“Türkiye İle Çok Fazla Sürtüşme Yaşayacağız, Durgunluk Dönemi Sona Eriyor”
"Kimse durumun iyi gittiğine, sorunların çözüldüğüne ya da güzel günlerin henüz önümüzde olduğuna inanmıyor. Büyük ihtimalle durgunluk yavaş yavaş sona eriyor ve nasıl hareket edeceğimizi görmemiz gerekecek."
“Gerçeklere bakılırsa Türkiye ile çok fazla sürtüşme yaşayacağız, muhtemelen durgunluk dönemi sona eriyor”
Helenik Avrupa ve Dış Politika Vakfı (ELIAMEP) Genel Müdürü, Atina Ulusal Kapodistrian Üniversitesi (EKPA) Hukuk Fakültesi Profesörü Maria Gavouneli, 91.6 ve 105.8 ERT devlet radyosu “Güncel Olayların GPS’i” programına katılarak gazeteci Thanos Siafakas’ın sorularını yanıtladı.
Bayan Maria Gavouneli, Türkiye’nin Ege’de arama kurtarma tatbikatları için dün yayınladığı NOTAM’a ilişkin önemli değerlendirmede bulundu. Gavouneli, “Gerginliğin biraz arttığı açık” yorumunu yaptı.
Profesör Maria Gavouneli özetle şunları dile getirdi:
“Gerçeklere bakılırsa Türkiye ile çok fazla sürtüşme yaşayacağız, muhtemelen durgunluk dönemi sona eriyor”
“NOTAM elbette bir NOTAM’dır. Bu aşırı uçuş ya da başka bir şey değil. (…) Doğu Akdeniz’i geçecek bu enerji hattının nasıl çizileceğini görmeye yönelik bir çaba. Durum bu. Peki biz nereye gideceğiz, onlar nereye gidecek, bu tartışmada kim üstünlük sağlayacak? Denize giren kabloların açık denizlerin özgürlüklerinden biri olduğunu hep söylüyoruz. Ve hepimiz biliyoruz ki, burada kıyı ülkesi olan ve kıyı ülkesinin rızası olmadan hiçbir şey yapılmaz ve hangi ülkenin rızası gerekli, aslında oynanan oyun budur.
Ege’de bu kadar sakin bir dönem yaşanmasına rağmen, özellikle aşırı uçuşlar olmadığı için iki ülkenin, ne Yunanistan’ın, ne de Türkiye’nin pozisyonlarından bir çizgi dahi geri adım atmadığını sanırım unuttuk.
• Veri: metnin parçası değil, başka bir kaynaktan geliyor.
use std::fs;
use std::path::Path;

use tempfile::TempDir;
use tridict_core::lexicon::JlptLevel;
use tridict_core::sample::word_pair_count;
use tridict_core::settings::parse_settings_toml;
use tridict_core::settings::DEFAULT_SETTINGS_TOML;
use tridict_core::store::{count_rows, open_read_only, read_japanese_definitions, read_japanese_word};

use super::*;

const JMDICT: &str = r#"<?xml version="1.0" encoding="UTF-8"?>
<!DOCTYPE JMdict [
<!ELEMENT JMdict (entry*)>
<!ENTITY n "noun (common) (futsuumeishi)">
]>
<JMdict>
<entry>
<k_ele><keb>猫</keb><ke_pri>ichi1</ke_pri></k_ele>
<r_ele><reb>ねこ</reb><re_pri>ichi1</re_pri></r_ele>
<sense><pos>&n;</pos><gloss>cat</gloss><gloss>feline</gloss></sense>
</entry>
<entry>
<r_ele><reb>すし</reb></r_ele>
<sense><gloss>sushi</gloss></sense>
</entry>
</JMdict>
"#;

const KANJIDIC: &str = r#"<?xml version="1.0" encoding="UTF-8"?>
<kanjidic2>
<character><literal>猫</literal><misc><grade>9</grade><stroke_count>11</stroke_count></misc></character>
</kanjidic2>
"#;

const CEDICT: &str = "# CC-CEDICT\n貓 猫 [mao1] /cat/feline/\n狗 狗 [gou3] /dog/\n";
const SENTENCES: &str = "1\tjpn\t猫が好きです。\n2\tcmn\t我喜欢猫。\n3\teng\tI like cats.\n";
const LINKS: &str = "1\t3\n2\t3\n";

fn input_dir() -> TempDir {
    let dir = tempfile::tempdir().unwrap();
    fs::write(dir.path().join("JMdict_e.xml"), JMDICT).unwrap();
    fs::write(dir.path().join("kanjidic2.xml"), KANJIDIC).unwrap();
    fs::write(dir.path().join("cedict_ts.u8"), CEDICT).unwrap();
    fs::create_dir(dir.path().join("tatoeba")).unwrap();
    fs::write(dir.path().join("tatoeba/sentences.csv"), SENTENCES).unwrap();
    fs::write(dir.path().join("tatoeba/links.csv"), LINKS).unwrap();
    dir
}

fn options(output: &Path) -> BuildOptions {
    let settings = parse_settings_toml(DEFAULT_SETTINGS_TOML).unwrap();
    BuildOptions::new(output.to_path_buf(), &settings)
}

#[test]
fn test_discover() {
    let input = input_dir();
    let paths = SourcePaths::discover(input.path());
    assert_eq!(paths.jmdict, Some(input.path().join("JMdict_e.xml")));
    assert_eq!(paths.cedict, Some(input.path().join("cedict_ts.u8")));
    assert_eq!(paths.kanjidic, Some(input.path().join("kanjidic2.xml")));
    assert_eq!(paths.sentences, Some(input.path().join("tatoeba/sentences.csv")));
    assert_eq!(paths.links, Some(input.path().join("tatoeba/links.csv")));
}

#[test]
fn test_discover_fallbacks() {
    let dir = tempfile::tempdir().unwrap();
    fs::write(dir.path().join("JMdict.xml"), JMDICT).unwrap();
    fs::write(dir.path().join("cedict_1_0_ts_utf-8_mdbg.txt"), CEDICT).unwrap();
    fs::write(dir.path().join("sentences.csv"), SENTENCES).unwrap();

    let paths = SourcePaths::discover(dir.path());
    assert_eq!(paths.jmdict, Some(dir.path().join("JMdict.xml")));
    assert_eq!(paths.cedict, Some(dir.path().join("cedict_1_0_ts_utf-8_mdbg.txt")));
    assert_eq!(paths.kanjidic, None);
    assert_eq!(paths.sentences, Some(dir.path().join("sentences.csv")));
    assert_eq!(paths.links, None);
}

#[test]
fn test_staging_path() {
    assert_eq!(
        staging_path(Path::new("out/dict.sqlite")),
        Path::new("out/dict.sqlite.tmp")
    );
}

#[test]
fn test_full_build() {
    let input = input_dir();
    let out = tempfile::tempdir().unwrap();
    let output = out.path().join("nested/dict.sqlite");

    let report = build(&SourcePaths::discover(input.path()), &options(&output)).unwrap();
    assert_eq!(report.written.japanese_words, 2);
    assert_eq!(report.written.chinese_words, 2);
    let links = report.links.unwrap();
    assert_eq!(links.japanese.examples_inserted, 1);
    assert_eq!(links.chinese.examples_inserted, 1);
    assert_eq!(report.written.examples, 0);
    assert_eq!(report.examples(), 2);

    assert!(output.exists());
    assert!(!staging_path(&output).exists());

    let conn = open_read_only(&output).unwrap();
    let counts = count_rows(&conn).unwrap();
    assert_eq!(counts.japanese_definitions, 2);
    assert_eq!(counts.chinese_definitions, 3);
    assert_eq!(counts.examples, 2);

    let neko = read_japanese_word(&conn, 1).unwrap();
    assert_eq!(neko.headword, "猫");
    assert_eq!(neko.frequency_rank, Some(150));
    assert_eq!(neko.stroke_count, Some(11));
    assert_eq!(neko.jlpt_level, None::<JlptLevel>);
    let defs = read_japanese_definitions(&conn, 1).unwrap();
    assert_eq!(defs[0].gloss, "cat; feline");
    assert_eq!(defs[0].pos.as_deref(), Some("noun"));

    let sushi = read_japanese_word(&conn, 2).unwrap();
    assert_eq!(sushi.headword, "すし");
    assert!(!sushi.is_common);
}

#[test]
fn test_no_sources_aborts() {
    let input = tempfile::tempdir().unwrap();
    let output = input.path().join("dict.sqlite");
    let err = build(&SourcePaths::discover(input.path()), &options(&output)).unwrap_err();
    assert!(matches!(err, PipelineError::NoSources));
    assert!(!output.exists());
    assert!(!staging_path(&output).exists());
}

#[test]
fn test_single_language_build() {
    let input = tempfile::tempdir().unwrap();
    fs::write(input.path().join("cedict_ts.u8"), CEDICT).unwrap();
    let output = input.path().join("dict.sqlite");

    let report = build(&SourcePaths::discover(input.path()), &options(&output)).unwrap();
    assert_eq!(report.written.japanese_words, 0);
    assert_eq!(report.written.chinese_words, 2);
    assert!(report.links.is_none());
}

#[test]
fn test_without_linking() {
    let input = input_dir();
    let output = input.path().join("dict.sqlite");
    let mut opts = options(&output);
    opts.link_examples = false;

    let report = build(&SourcePaths::discover(input.path()), &opts).unwrap();
    assert!(report.links.is_none());
    let conn = open_read_only(&output).unwrap();
    assert_eq!(count_rows(&conn).unwrap().examples, 0);
}

#[test]
fn test_sample_build_ignores_sources() {
    let out = tempfile::tempdir().unwrap();
    let output = out.path().join("sample.sqlite");
    let mut opts = options(&output);
    opts.sample = true;

    let report = build(&SourcePaths::default(), &opts).unwrap();
    assert_eq!(report.written.japanese_words, word_pair_count());
    assert_eq!(report.written.chinese_words, 20);
    assert_eq!(report.written.examples, 10);
    assert_eq!(report.examples(), 10);
}

#[test]
fn test_failed_build_keeps_previous_store() {
    let input = input_dir();
    let out = tempfile::tempdir().unwrap();
    let output = out.path().join("dict.sqlite");
    build(&SourcePaths::discover(input.path()), &options(&output)).unwrap();

    fs::write(
        input.path().join("JMdict_e.xml"),
        "<JMdict><entry><keb>猫</reb></entry></JMdict>",
    )
    .unwrap();
    let err = build(&SourcePaths::discover(input.path()), &options(&output)).unwrap_err();
    assert!(matches!(err, PipelineError::Source(_)));

    assert!(staging_path(&output).exists());
    let conn = open_read_only(&output).unwrap();
    assert_eq!(count_rows(&conn).unwrap().japanese_words, 2);
}

#[test]
fn test_rebuild_is_repeatable() {
    let input = input_dir();
    let output = input.path().join("dict.sqlite");
    let sources = SourcePaths::discover(input.path());

    let first = build(&sources, &options(&output)).unwrap();
    let second = build(&sources, &options(&output)).unwrap();
    assert_eq!(first, second);
}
Artık işler yavaş yavaş ilerlediği için, Yunanistan’ı Kıbrıs’a (Güney) ve daha da Ortadoğu’ya bağlaması gereken bir kablomuz var. Bunlar uzun süredir kağıt üzerinde olan konulardı. Gazze’deki çatışma nedeniyle ertelenmişti ama bir noktada tamamlanmaları gerekir.
Kıbrıs’ı (Güney) diğerleriyle bağlamak gerekiyor. Artık bu şeyler kağıttan gerçeğe aktarılmaya başladığından, gerilim aslında kendini göstermeye başlıyor. Bu durumdan dolayı çok fazla sürtüşme yaşayacağız. Atina Bildirgesi’ni yürürlükte tutmak için elimizden geleni yaptığımızı düşünüyorum.
Sanırım hiç kimse farklılıklarımızı çözeceğimizi ve en iyi dostlar olacağımızı beklemiyordu ve bu nedenle hiç kimse Atina Bildirgesi’nin Kutsal İncil olacağını hayal etmemişti.
Sanırım, ses tonunu düşük seviyede tutmak için iyi niyetle çaba sarf ediliyor. Ege semalarında ve gemilerimizde akaryakıt kazandığımız sürece, kazançlı olunduğunu defalarca söyledim ama kimsenin de kör olmadığını düşünüyorum.
Kimse durumun iyi gittiğine, sorunların çözüldüğüne ya da güzel günlerin henüz önümüzde olduğuna inanmıyor. Büyük ihtimalle durgunluk yavaş yavaş sona eriyor ve nasıl hareket edeceğimizi görmemiz gerekecek.
Ayrıca şunu söylemeliyim ki, bu durgunluk döneminde bu ilk iletişimin sınırlarını da tükettiğimizi düşünüyorum. Şimdi ya bir sonraki piste geçip herhangi bir farkı çözüp çözemeyeceğimize bakmalıyız, yoksa sarkaç basitçe geri mi dönecektir.”